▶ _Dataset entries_
* * * * *
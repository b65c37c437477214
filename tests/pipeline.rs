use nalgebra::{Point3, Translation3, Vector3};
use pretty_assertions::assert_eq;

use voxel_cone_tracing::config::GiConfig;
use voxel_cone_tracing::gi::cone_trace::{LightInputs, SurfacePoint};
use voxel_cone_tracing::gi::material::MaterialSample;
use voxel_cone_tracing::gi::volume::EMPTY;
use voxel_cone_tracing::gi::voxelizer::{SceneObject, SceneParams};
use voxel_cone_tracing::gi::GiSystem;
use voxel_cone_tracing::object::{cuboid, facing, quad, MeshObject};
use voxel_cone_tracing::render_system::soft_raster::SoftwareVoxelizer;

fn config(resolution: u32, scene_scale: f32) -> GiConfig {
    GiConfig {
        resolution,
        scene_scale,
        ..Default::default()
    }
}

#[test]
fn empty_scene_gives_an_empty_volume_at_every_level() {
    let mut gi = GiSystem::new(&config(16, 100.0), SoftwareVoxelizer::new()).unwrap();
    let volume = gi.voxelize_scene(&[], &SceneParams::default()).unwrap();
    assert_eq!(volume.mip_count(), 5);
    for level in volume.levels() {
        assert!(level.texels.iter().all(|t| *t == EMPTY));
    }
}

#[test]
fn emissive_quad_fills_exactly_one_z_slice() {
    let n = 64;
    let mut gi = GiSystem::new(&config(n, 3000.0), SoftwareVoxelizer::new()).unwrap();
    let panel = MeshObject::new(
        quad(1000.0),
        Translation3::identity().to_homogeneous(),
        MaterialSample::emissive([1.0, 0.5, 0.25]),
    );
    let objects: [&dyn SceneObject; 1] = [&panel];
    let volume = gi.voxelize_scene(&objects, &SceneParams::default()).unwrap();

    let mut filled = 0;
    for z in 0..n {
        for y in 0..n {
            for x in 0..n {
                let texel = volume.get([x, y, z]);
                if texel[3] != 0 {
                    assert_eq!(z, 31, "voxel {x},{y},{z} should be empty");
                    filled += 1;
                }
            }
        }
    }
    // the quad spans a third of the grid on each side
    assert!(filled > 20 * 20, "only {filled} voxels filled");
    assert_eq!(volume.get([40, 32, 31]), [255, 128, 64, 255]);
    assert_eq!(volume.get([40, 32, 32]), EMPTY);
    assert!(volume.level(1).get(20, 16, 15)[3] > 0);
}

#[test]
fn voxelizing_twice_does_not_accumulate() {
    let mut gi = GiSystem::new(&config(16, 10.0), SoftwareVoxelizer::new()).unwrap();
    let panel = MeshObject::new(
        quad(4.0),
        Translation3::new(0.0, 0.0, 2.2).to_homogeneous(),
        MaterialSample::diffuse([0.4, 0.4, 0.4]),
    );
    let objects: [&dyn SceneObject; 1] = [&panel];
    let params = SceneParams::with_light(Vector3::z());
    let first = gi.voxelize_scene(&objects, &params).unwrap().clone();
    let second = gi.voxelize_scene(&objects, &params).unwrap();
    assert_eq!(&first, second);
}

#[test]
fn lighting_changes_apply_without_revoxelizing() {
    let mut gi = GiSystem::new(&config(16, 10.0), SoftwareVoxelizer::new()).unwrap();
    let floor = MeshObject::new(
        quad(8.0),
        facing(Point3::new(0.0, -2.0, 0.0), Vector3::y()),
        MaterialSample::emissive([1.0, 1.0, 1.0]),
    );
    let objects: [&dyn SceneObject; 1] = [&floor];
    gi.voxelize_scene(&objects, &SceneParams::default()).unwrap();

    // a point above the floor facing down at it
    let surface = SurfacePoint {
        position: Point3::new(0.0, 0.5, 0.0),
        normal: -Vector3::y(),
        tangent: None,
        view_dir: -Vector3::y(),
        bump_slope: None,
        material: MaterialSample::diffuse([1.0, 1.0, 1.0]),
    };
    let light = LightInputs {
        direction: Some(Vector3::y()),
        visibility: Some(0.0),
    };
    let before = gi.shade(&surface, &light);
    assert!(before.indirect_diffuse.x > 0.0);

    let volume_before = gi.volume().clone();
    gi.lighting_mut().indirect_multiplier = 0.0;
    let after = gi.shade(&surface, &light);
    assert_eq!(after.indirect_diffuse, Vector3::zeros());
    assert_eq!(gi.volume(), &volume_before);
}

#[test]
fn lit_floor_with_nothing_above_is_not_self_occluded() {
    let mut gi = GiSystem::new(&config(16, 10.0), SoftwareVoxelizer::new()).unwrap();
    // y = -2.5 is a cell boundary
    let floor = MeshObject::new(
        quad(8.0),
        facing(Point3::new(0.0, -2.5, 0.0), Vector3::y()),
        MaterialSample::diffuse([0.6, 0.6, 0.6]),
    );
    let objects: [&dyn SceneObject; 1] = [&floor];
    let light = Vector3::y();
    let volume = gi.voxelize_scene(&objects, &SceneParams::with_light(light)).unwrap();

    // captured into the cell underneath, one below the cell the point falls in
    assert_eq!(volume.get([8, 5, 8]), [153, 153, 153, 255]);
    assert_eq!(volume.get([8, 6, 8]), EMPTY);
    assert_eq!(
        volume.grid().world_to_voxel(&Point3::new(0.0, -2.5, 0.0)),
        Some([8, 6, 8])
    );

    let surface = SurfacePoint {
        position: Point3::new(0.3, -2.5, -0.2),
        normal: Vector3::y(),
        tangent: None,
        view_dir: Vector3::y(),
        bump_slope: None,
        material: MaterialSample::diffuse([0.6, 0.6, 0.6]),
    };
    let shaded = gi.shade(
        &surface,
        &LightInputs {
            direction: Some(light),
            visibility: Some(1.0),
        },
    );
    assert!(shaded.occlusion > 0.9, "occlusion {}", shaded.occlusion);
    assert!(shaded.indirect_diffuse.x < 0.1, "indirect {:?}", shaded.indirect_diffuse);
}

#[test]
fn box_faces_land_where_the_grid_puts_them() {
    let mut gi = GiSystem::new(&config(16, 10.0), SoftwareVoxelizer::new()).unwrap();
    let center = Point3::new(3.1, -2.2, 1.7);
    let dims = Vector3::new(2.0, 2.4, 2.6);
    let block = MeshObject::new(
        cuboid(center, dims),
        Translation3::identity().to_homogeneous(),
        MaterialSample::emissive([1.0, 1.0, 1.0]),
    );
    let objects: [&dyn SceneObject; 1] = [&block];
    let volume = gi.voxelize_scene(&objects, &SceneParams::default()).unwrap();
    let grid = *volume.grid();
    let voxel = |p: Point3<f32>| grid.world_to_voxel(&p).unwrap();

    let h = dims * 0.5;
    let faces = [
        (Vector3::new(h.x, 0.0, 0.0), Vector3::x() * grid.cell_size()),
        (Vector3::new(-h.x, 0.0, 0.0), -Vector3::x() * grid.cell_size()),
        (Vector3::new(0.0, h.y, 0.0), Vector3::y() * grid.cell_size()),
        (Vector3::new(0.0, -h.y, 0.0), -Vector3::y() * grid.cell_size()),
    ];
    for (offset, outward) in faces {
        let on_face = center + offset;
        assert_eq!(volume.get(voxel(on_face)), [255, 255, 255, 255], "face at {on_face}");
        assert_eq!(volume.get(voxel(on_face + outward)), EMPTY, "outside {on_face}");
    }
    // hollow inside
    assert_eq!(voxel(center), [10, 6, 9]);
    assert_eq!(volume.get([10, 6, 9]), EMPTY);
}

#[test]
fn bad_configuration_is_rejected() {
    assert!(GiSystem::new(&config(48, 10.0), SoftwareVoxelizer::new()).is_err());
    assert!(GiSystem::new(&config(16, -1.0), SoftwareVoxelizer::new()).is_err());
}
* * * * *
Would you mind copying all of the records exactly?

▶ _TASK SOLUTION_
repository b65c37c437477214
filename tests/pipeline.rs
use nalgebra::{Point3, Translation3, Vector3};
use pretty_assertions::assert_eq;

use voxel_cone_tracing::config::GiConfig;
use voxel_cone_tracing::gi::cone_trace::{LightInputs, SurfacePoint};
use voxel_cone_tracing::gi::material::MaterialSample;
use voxel_cone_tracing::gi::volume::EMPTY;
use voxel_cone_tracing::gi::voxelizer::{SceneObject, SceneParams};
use voxel_cone_tracing::gi::GiSystem;
use voxel_cone_tracing::object::{cuboid, facing, quad, MeshObject};
use voxel_cone_tracing::render_system::soft_raster::SoftwareVoxelizer;

fn config(resolution: u32, scene_scale: f32) -> GiConfig {
    GiConfig {
        resolution,
        scene_scale,
        ..Default::default()
    }
}

#[test]
fn empty_scene_gives_an_empty_volume_at_every_level() {
    let mut gi = GiSystem::new(&config(16, 100.0), SoftwareVoxelizer::new()).unwrap();
    let volume = gi.voxelize_scene(&[], &SceneParams::default()).unwrap();
    assert_eq!(volume.mip_count(), 5);
    for level in volume.levels() {
        assert!(level.texels.iter().all(|t| *t == EMPTY));
    }
}

#[test]
fn emissive_quad_fills_exactly_one_z_slice() {
    let n = 64;
    let mut gi = GiSystem::new(&config(n, 3000.0), SoftwareVoxelizer::new()).unwrap();
    let panel = MeshObject::new(
        quad(1000.0),
        Translation3::identity().to_homogeneous(),
        MaterialSample::emissive([1.0, 0.5, 0.25]),
    );
    let objects: [&dyn SceneObject; 1] = [&panel];
    let volume = gi.voxelize_scene(&objects, &SceneParams::default()).unwrap();

    let mut filled = 0;
    for z in 0..n {
        for y in 0..n {
            for x in 0..n {
                let texel = volume.get([x, y, z]);
                if texel[3] != 0 {
                    assert_eq!(z, 31, "voxel {x},{y},{z} should be empty");
                    filled += 1;
                }
            }
        }
    }
    // the quad spans a third of the grid on each side
    assert!(filled > 20 * 20, "only {filled} voxels filled");
    assert_eq!(volume.get([40, 32, 31]), [255, 128, 64, 255]);
    assert_eq!(volume.get([40, 32, 32]), EMPTY);
    assert!(volume.level(1).get(20, 16, 15)[3] > 0);
}

#[test]
fn voxelizing_twice_does_not_accumulate() {
    let mut gi = GiSystem::new(&config(16, 10.0), SoftwareVoxelizer::new()).unwrap();
    let panel = MeshObject::new(
        quad(4.0),
        Translation3::new(0.0, 0.0, 2.2).to_homogeneous(),
        MaterialSample::diffuse([0.4, 0.4, 0.4]),
    );
    let objects: [&dyn SceneObject; 1] = [&panel];
    let params = SceneParams::with_light(Vector3::z());
    let first = gi.voxelize_scene(&objects, &params).unwrap().clone();
    let second = gi.voxelize_scene(&objects, &params).unwrap();
    assert_eq!(&first, second);
}

#[test]
fn lighting_changes_apply_without_revoxelizing() {
    let mut gi = GiSystem::new(&config(16, 10.0), SoftwareVoxelizer::new()).unwrap();
    let floor = MeshObject::new(
        quad(8.0),
        facing(Point3::new(0.0, -2.0, 0.0), Vector3::y()),
        MaterialSample::emissive([1.0, 1.0, 1.0]),
    );
    let objects: [&dyn SceneObject; 1] = [&floor];
    gi.voxelize_scene(&objects, &SceneParams::default()).unwrap();

    // a point above the floor facing down at it
    let surface = SurfacePoint {
        position: Point3::new(0.0, 0.5, 0.0),
        normal: -Vector3::y(),
        tangent: None,
        view_dir: -Vector3::y(),
        bump_slope: None,
        material: MaterialSample::diffuse([1.0, 1.0, 1.0]),
    };
    let light = LightInputs {
        direction: Some(Vector3::y()),
        visibility: Some(0.0),
    };
    let before = gi.shade(&surface, &light);
    assert!(before.indirect_diffuse.x > 0.0);

    let volume_before = gi.volume().clone();
    gi.lighting_mut().indirect_multiplier = 0.0;
    let after = gi.shade(&surface, &light);
    assert_eq!(after.indirect_diffuse, Vector3::zeros());
    assert_eq!(gi.volume(), &volume_before);
}

#[test]
fn lit_floor_with_nothing_above_is_not_self_occluded() {
    let mut gi = GiSystem::new(&config(16, 10.0), SoftwareVoxelizer::new()).unwrap();
    // y = -2.5 is a cell boundary
    let floor = MeshObject::new(
        quad(8.0),
        facing(Point3::new(0.0, -2.5, 0.0), Vector3::y()),
        MaterialSample::diffuse([0.6, 0.6, 0.6]),
    );
    let objects: [&dyn SceneObject; 1] = [&floor];
    let light = Vector3::y();
    let volume = gi.voxelize_scene(&objects, &SceneParams::with_light(light)).unwrap();

    // captured into the cell underneath, one below the cell the point falls in
    assert_eq!(volume.get([8, 5, 8]), [153, 153, 153, 255]);
    assert_eq!(volume.get([8, 6, 8]), EMPTY);
    assert_eq!(
        volume.grid().world_to_voxel(&Point3::new(0.0, -2.5, 0.0)),
        Some([8, 6, 8])
    );

    let surface = SurfacePoint {
        position: Point3::new(0.3, -2.5, -0.2),
        normal: Vector3::y(),
        tangent: None,
        view_dir: Vector3::y(),
        bump_slope: None,
        material: MaterialSample::diffuse([0.6, 0.6, 0.6]),
    };
    let shaded = gi.shade(
        &surface,
        &LightInputs {
            direction: Some(light),
            visibility: Some(1.0),
        },
    );
    assert!(shaded.occlusion > 0.9, "occlusion {}", shaded.occlusion);
    assert!(shaded.indirect_diffuse.x < 0.1, "indirect {:?}", shaded.indirect_diffuse);
}

#[test]
fn box_faces_land_where_the_grid_puts_them() {
    let mut gi = GiSystem::new(&config(16, 10.0), SoftwareVoxelizer::new()).unwrap();
    let center = Point3::new(3.1, -2.2, 1.7);
    let dims = Vector3::new(2.0, 2.4, 2.6);
    let block = MeshObject::new(
        cuboid(center, dims),
        Translation3::identity().to_homogeneous(),
        MaterialSample::emissive([1.0, 1.0, 1.0]),
    );
    let objects: [&dyn SceneObject; 1] = [&block];
    let volume = gi.voxelize_scene(&objects, &SceneParams::default()).unwrap();
    let grid = *volume.grid();
    let voxel = |p: Point3<f32>| grid.world_to_voxel(&p).unwrap();

    let h = dims * 0.5;
    let faces = [
        (Vector3::new(h.x, 0.0, 0.0), Vector3::x() * grid.cell_size()),
        (Vector3::new(-h.x, 0.0, 0.0), -Vector3::x() * grid.cell_size()),
        (Vector3::new(0.0, h.y, 0.0), Vector3::y() * grid.cell_size()),
        (Vector3::new(0.0, -h.y, 0.0), -Vector3::y() * grid.cell_size()),
    ];
    for (offset, outward) in faces {
        let on_face = center + offset;
        assert_eq!(volume.get(voxel(on_face)), [255, 255, 255, 255], "face at {on_face}");
        assert_eq!(volume.get(voxel(on_face + outward)), EMPTY, "outside {on_face}");
    }
    // hollow inside
    assert_eq!(voxel(center), [10, 6, 9]);
    assert_eq!(volume.get([10, 6, 9]), EMPTY);
}

#[test]
fn bad_configuration_is_rejected() {
    assert!(GiSystem::new(&config(48, 10.0), SoftwareVoxelizer::new()).is_err());
    assert!(GiSystem::new(&config(16, -1.0), SoftwareVoxelizer::new()).is_err());
}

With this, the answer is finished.